Stored data
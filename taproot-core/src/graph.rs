//! Graph views over a node count and an edge list.
//!
//! [`Graph`] validates its inputs once at construction; the adjacency list
//! and incidence matrix are derived views rebuilt on every call, so a view
//! never goes stale relative to the edge list it came from.

use std::fmt;

use thiserror::Error;

use crate::{Edge, error::define_error_codes};

/// Errors returned while constructing a [`Graph`].
#[derive(Clone, Debug, Error, PartialEq)]
#[non_exhaustive]
pub enum GraphError {
    /// The edge list was empty.
    #[error("cannot build a graph view from an empty edge list")]
    EmptyEdgeList,
    /// An edge referenced a node id that is not present in the graph.
    #[error("edge references node {node}, but node_count is {node_count}")]
    InvalidNodeId {
        /// The invalid node id referenced by an edge.
        node: usize,
        /// The number of nodes in the graph.
        node_count: usize,
    },
    /// A weighted edge carried a non-finite weight.
    #[error("edge ({source_node}, {target}) has non-finite weight")]
    NonFiniteWeight {
        /// The source endpoint.
        source_node: usize,
        /// The target endpoint.
        target: usize,
    },
}

define_error_codes! {
    /// Stable codes describing [`GraphError`] variants.
    enum GraphErrorCode for GraphError {
        /// The edge list was empty.
        EmptyEdgeList => EmptyEdgeList => "GRAPH_EMPTY_EDGE_LIST",
        /// An edge referenced a node id that is not present in the graph.
        InvalidNodeId => InvalidNodeId { .. } => "GRAPH_INVALID_NODE_ID",
        /// A weighted edge carried a non-finite weight.
        NonFiniteWeight => NonFiniteWeight { .. } => "GRAPH_NON_FINITE_WEIGHT",
    }
}

/// Whether edges are read one-way or in both directions.
#[derive(Clone, Copy, Debug, Eq, PartialEq)]
pub enum Orientation {
    /// Each edge points from its source to its target.
    Directed,
    /// Each edge connects its endpoints symmetrically.
    Undirected,
}

/// Whether edge weights are meaningful.
#[derive(Clone, Copy, Debug, Eq, PartialEq)]
pub enum Weighting {
    /// Weights are read from the edges.
    Weighted,
    /// Every weight reads as zero.
    Unweighted,
}

/// A `(neighbour, weight)` entry of an adjacency list.
#[derive(Clone, Copy, Debug, PartialEq)]
pub struct Neighbour {
    node: usize,
    weight: f32,
}

impl Neighbour {
    /// Returns the neighbouring node.
    #[must_use]
    #[rustfmt::skip]
    pub const fn node(&self) -> usize { self.node }

    /// Returns the weight of the connecting edge.
    #[must_use]
    #[rustfmt::skip]
    pub const fn weight(&self) -> f32 { self.weight }
}

/// Per-node ordered `(neighbour, weight)` sequences.
///
/// # Examples
/// ```
/// use taproot_core::{AdjacencyList, Edge};
///
/// let adj = AdjacencyList::undirected(3, &[Edge::new(0, 1, 2.0), Edge::new(1, 2, 1.0)])?;
/// assert_eq!(adj.degree(1), 2);
/// assert_eq!(adj.neighbours(0)[0].node(), 1);
/// assert_eq!(adj.edge_count(), 2);
/// # Ok::<(), taproot_core::GraphError>(())
/// ```
#[derive(Clone, Debug, Default, PartialEq)]
pub struct AdjacencyList {
    neighbours: Vec<Vec<Neighbour>>,
    edge_count: usize,
}

impl AdjacencyList {
    /// Builds an adjacency list where every edge contributes an entry on both
    /// endpoints.
    ///
    /// # Errors
    /// Returns [`GraphError::InvalidNodeId`] when an edge references a node
    /// `>= node_count`.
    pub fn undirected(node_count: usize, edges: &[Edge]) -> Result<Self, GraphError> {
        check_node_ids(node_count, edges)?;
        Ok(Self::assemble(
            node_count,
            edges,
            Orientation::Undirected,
            Weighting::Weighted,
        ))
    }

    /// Builds an adjacency list where each edge contributes one entry on its
    /// source.
    ///
    /// # Errors
    /// Returns [`GraphError::InvalidNodeId`] when an edge references a node
    /// `>= node_count`.
    pub fn directed(node_count: usize, edges: &[Edge]) -> Result<Self, GraphError> {
        check_node_ids(node_count, edges)?;
        Ok(Self::assemble(
            node_count,
            edges,
            Orientation::Directed,
            Weighting::Weighted,
        ))
    }

    /// Builds the list from edges whose endpoints are already known to lie in
    /// `0..node_count`.
    pub(crate) fn assemble(
        node_count: usize,
        edges: &[Edge],
        orientation: Orientation,
        weighting: Weighting,
    ) -> Self {
        let mut neighbours = vec![Vec::new(); node_count];
        for edge in edges {
            let (source, target) = (edge.source(), edge.target());
            let weight = match weighting {
                Weighting::Weighted => edge.weight(),
                Weighting::Unweighted => 0.0,
            };
            neighbours[source].push(Neighbour {
                node: target,
                weight,
            });
            if orientation == Orientation::Undirected {
                neighbours[target].push(Neighbour {
                    node: source,
                    weight,
                });
            }
        }
        Self {
            neighbours,
            edge_count: edges.len(),
        }
    }

    /// Returns the number of nodes.
    #[must_use]
    pub fn node_count(&self) -> usize {
        self.neighbours.len()
    }

    /// Returns the number of edges the list was built from.
    #[must_use]
    pub fn edge_count(&self) -> usize {
        self.edge_count
    }

    /// Returns `true` when the list covers no nodes.
    #[must_use]
    pub fn is_empty(&self) -> bool {
        self.neighbours.is_empty()
    }

    /// Returns `true` when `node` is a valid index.
    #[must_use]
    pub fn contains(&self, node: usize) -> bool {
        node < self.neighbours.len()
    }

    /// Returns the ordered neighbours of `node`, or an empty slice when the
    /// node is out of range.
    #[must_use]
    pub fn neighbours(&self, node: usize) -> &[Neighbour] {
        self.neighbours.get(node).map_or(&[], Vec::as_slice)
    }

    /// Returns the number of adjacency entries recorded for `node`.
    #[must_use]
    pub fn degree(&self, node: usize) -> usize {
        self.neighbours(node).len()
    }
}

fn check_node_ids(node_count: usize, edges: &[Edge]) -> Result<(), GraphError> {
    edges
        .iter()
        .flat_map(|edge| [edge.source(), edge.target()])
        .find(|&node| node >= node_count)
        .map_or(Ok(()), |node| {
            Err(GraphError::InvalidNodeId { node, node_count })
        })
}

impl fmt::Display for AdjacencyList {
    fn fmt(&self, f: &mut fmt::Formatter<'_>) -> fmt::Result {
        for (node, entries) in self.neighbours.iter().enumerate() {
            write!(f, "{node}:")?;
            for entry in entries {
                write!(f, " [{}, {}]", entry.node, entry.weight)?;
            }
            writeln!(f)?;
        }
        Ok(())
    }
}

/// An `N x E` matrix with `+1` at each edge's source row and `+1`
/// (undirected) or `-1` (directed) at its target row.
#[derive(Clone, Debug, PartialEq, Eq)]
pub struct IncidenceMatrix {
    rows: Vec<Vec<i8>>,
}

impl IncidenceMatrix {
    /// Returns the matrix rows, one per node.
    #[must_use]
    pub fn rows(&self) -> &[Vec<i8>] {
        &self.rows
    }

    /// Returns the entry for `node` and edge column `edge`.
    #[must_use]
    pub fn get(&self, node: usize, edge: usize) -> Option<i8> {
        self.rows.get(node).and_then(|row| row.get(edge)).copied()
    }
}

impl fmt::Display for IncidenceMatrix {
    fn fmt(&self, f: &mut fmt::Formatter<'_>) -> fmt::Result {
        for row in &self.rows {
            let cells: Vec<String> = row.iter().map(ToString::to_string).collect();
            writeln!(f, "[{}]", cells.join(", "))?;
        }
        Ok(())
    }
}

/// A validated node set plus edge list, tagged with its orientation and
/// weighting.
///
/// # Examples
/// ```
/// use taproot_core::{Edge, Graph, Orientation, Weighting};
///
/// let edges = vec![Edge::new(0, 1, 3.0), Edge::new(1, 2, 4.0)];
/// let graph = Graph::new(3, edges, Orientation::Undirected, Weighting::Weighted)?;
/// let adj = graph.adjacency_list();
/// assert_eq!(adj.degree(1), 2);
/// assert_eq!(graph.incidence_matrix().get(2, 1), Some(1));
/// # Ok::<(), taproot_core::GraphError>(())
/// ```
#[derive(Clone, Debug, PartialEq)]
pub struct Graph {
    node_count: usize,
    edges: Vec<Edge>,
    orientation: Orientation,
    weighting: Weighting,
}

impl Graph {
    /// Validates and wraps `edges` over the node set `0..node_count`.
    ///
    /// # Errors
    /// Returns [`GraphError::EmptyEdgeList`] when `edges` is empty,
    /// [`GraphError::InvalidNodeId`] when an endpoint is out of range and
    /// [`GraphError::NonFiniteWeight`] when a weighted edge is NaN or
    /// infinite.
    pub fn new(
        node_count: usize,
        edges: Vec<Edge>,
        orientation: Orientation,
        weighting: Weighting,
    ) -> Result<Self, GraphError> {
        if edges.is_empty() {
            return Err(GraphError::EmptyEdgeList);
        }
        check_node_ids(node_count, &edges)?;
        for edge in &edges {
            if weighting == Weighting::Weighted && !edge.weight().is_finite() {
                return Err(GraphError::NonFiniteWeight {
                    source_node: edge.source(),
                    target: edge.target(),
                });
            }
        }
        Ok(Self {
            node_count,
            edges,
            orientation,
            weighting,
        })
    }

    /// Returns the number of nodes.
    #[must_use]
    #[rustfmt::skip]
    pub fn node_count(&self) -> usize { self.node_count }

    /// Returns the edge list.
    #[must_use]
    #[rustfmt::skip]
    pub fn edges(&self) -> &[Edge] { &self.edges }

    /// Returns the orientation tag.
    #[must_use]
    #[rustfmt::skip]
    pub fn orientation(&self) -> Orientation { self.orientation }

    /// Returns the weighting tag.
    #[must_use]
    #[rustfmt::skip]
    pub fn weighting(&self) -> Weighting { self.weighting }

    /// Builds a fresh adjacency list from the edge list.
    #[must_use]
    pub fn adjacency_list(&self) -> AdjacencyList {
        AdjacencyList::assemble(self.node_count, &self.edges, self.orientation, self.weighting)
    }

    /// Builds the incidence matrix of the graph.
    #[must_use]
    pub fn incidence_matrix(&self) -> IncidenceMatrix {
        let target_mark = match self.orientation {
            Orientation::Directed => -1,
            Orientation::Undirected => 1,
        };
        let mut rows = vec![vec![0_i8; self.edges.len()]; self.node_count];
        for (column, edge) in self.edges.iter().enumerate() {
            rows[edge.source()][column] = 1;
            rows[edge.target()][column] = target_mark;
        }
        IncidenceMatrix { rows }
    }
}

#[cfg(test)]
mod tests {
    use super::*;

    use rstest::rstest;

    fn sample_edges() -> Vec<Edge> {
        vec![
            Edge::new(0, 1, 0.0),
            Edge::new(0, 2, 1.0),
            Edge::new(0, 4, 2.0),
            Edge::new(1, 2, 3.0),
            Edge::new(1, 3, 4.0),
            Edge::new(2, 3, 5.0),
            Edge::new(2, 4, 6.0),
            Edge::new(3, 5, 7.0),
            Edge::new(4, 5, 8.0),
        ]
    }

    #[test]
    fn rejects_empty_edge_list() {
        let result = Graph::new(3, Vec::new(), Orientation::Undirected, Weighting::Weighted);
        assert_eq!(result, Err(GraphError::EmptyEdgeList));
    }

    #[rstest]
    #[case::source(Edge::new(4, 0, 1.0), 4)]
    #[case::target(Edge::new(0, 9, 1.0), 9)]
    fn rejects_out_of_range_endpoints(#[case] edge: Edge, #[case] node: usize) {
        let result = Graph::new(3, vec![edge], Orientation::Directed, Weighting::Weighted);
        assert_eq!(
            result,
            Err(GraphError::InvalidNodeId {
                node,
                node_count: 3
            })
        );
    }

    #[test]
    fn rejects_non_finite_weight_only_when_weighted() {
        let edges = vec![Edge::new(0, 1, f32::NAN)];
        let weighted = Graph::new(2, edges.clone(), Orientation::Undirected, Weighting::Weighted);
        assert!(matches!(
            weighted,
            Err(GraphError::NonFiniteWeight {
                source_node: 0,
                target: 1
            })
        ));
        let unweighted = Graph::new(2, edges, Orientation::Undirected, Weighting::Unweighted)
            .expect("unweighted graphs ignore weights");
        assert!(
            unweighted
                .adjacency_list()
                .neighbours(0)
                .iter()
                .all(|entry| entry.weight() == 0.0)
        );
    }

    #[test]
    fn undirected_adjacency_mirrors_every_edge() {
        let graph = Graph::new(6, sample_edges(), Orientation::Undirected, Weighting::Weighted)
            .expect("valid graph");
        let adj = graph.adjacency_list();
        assert_eq!(adj.node_count(), 6);
        let total: usize = (0..6).map(|node| adj.degree(node)).sum();
        assert_eq!(total, 2 * graph.edges().len());
        let first_of_five: Vec<(usize, f32)> = adj
            .neighbours(5)
            .iter()
            .map(|entry| (entry.node(), entry.weight()))
            .collect();
        assert_eq!(first_of_five, [(3, 7.0), (4, 8.0)]);
    }

    #[test]
    fn directed_adjacency_records_sources_only() {
        let graph = Graph::new(6, sample_edges(), Orientation::Directed, Weighting::Weighted)
            .expect("valid graph");
        let adj = graph.adjacency_list();
        assert_eq!(adj.degree(0), 3);
        assert_eq!(adj.degree(5), 0);
    }

    #[test]
    fn rebuilding_adjacency_does_not_duplicate_entries() {
        let graph = Graph::new(6, sample_edges(), Orientation::Undirected, Weighting::Weighted)
            .expect("valid graph");
        assert_eq!(graph.adjacency_list(), graph.adjacency_list());
    }

    #[rstest]
    #[case::directed(Orientation::Directed, -1)]
    #[case::undirected(Orientation::Undirected, 1)]
    fn incidence_matrix_marks_endpoints(#[case] orientation: Orientation, #[case] mark: i8) {
        let graph = Graph::new(6, sample_edges(), orientation, Weighting::Weighted)
            .expect("valid graph");
        let matrix = graph.incidence_matrix();
        assert_eq!(matrix.rows().len(), 6);
        assert_eq!(matrix.get(3, 7), Some(1));
        assert_eq!(matrix.get(5, 7), Some(mark));
        assert_eq!(matrix.get(0, 7), Some(0));
        for column in 0..graph.edges().len() {
            let nonzero = matrix
                .rows()
                .iter()
                .filter(|row| row[column] != 0)
                .count();
            assert_eq!(nonzero, 2);
        }
    }

    #[rstest]
    #[case::undirected(AdjacencyList::undirected)]
    #[case::directed(AdjacencyList::directed)]
    fn adjacency_builders_reject_out_of_range_edges(
        #[case] build: fn(usize, &[Edge]) -> Result<AdjacencyList, GraphError>,
    ) {
        let edges = [Edge::new(0, 1, 1.0), Edge::new(1, 9, 1.0), Edge::new(1, 2, 1.0)];
        assert_eq!(
            build(3, &edges),
            Err(GraphError::InvalidNodeId {
                node: 9,
                node_count: 3
            })
        );
    }

    #[test]
    fn adjacency_display_lists_each_node() -> Result<(), GraphError> {
        let adj = AdjacencyList::undirected(2, &[Edge::new(0, 1, 3.0)])?;
        assert_eq!(adj.to_string(), "0: [1, 3]\n1: [0, 3]\n");
        Ok(())
    }

    #[test]
    fn incidence_display_renders_rows() {
        let graph = Graph::new(2, vec![Edge::new(0, 1, 1.0)], Orientation::Directed, Weighting::Weighted)
            .expect("valid graph");
        assert_eq!(graph.incidence_matrix().to_string(), "[1]\n[-1]\n");
    }
}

◆ **Your goal**: For this exercise, return every line from the data that holds the string "InvalidNodeId".

◆ **Final answer**:
    InvalidNodeId {
        InvalidNodeId => InvalidNodeId { .. } => "GRAPH_INVALID_NODE_ID",
    /// Returns [`GraphError::InvalidNodeId`] when an edge references a node
    /// Returns [`GraphError::InvalidNodeId`] when an edge references a node
            Err(GraphError::InvalidNodeId { node, node_count })
    /// [`GraphError::InvalidNodeId`] when an endpoint is out of range and
            Err(GraphError::InvalidNodeId {
            Err(GraphError::InvalidNodeId {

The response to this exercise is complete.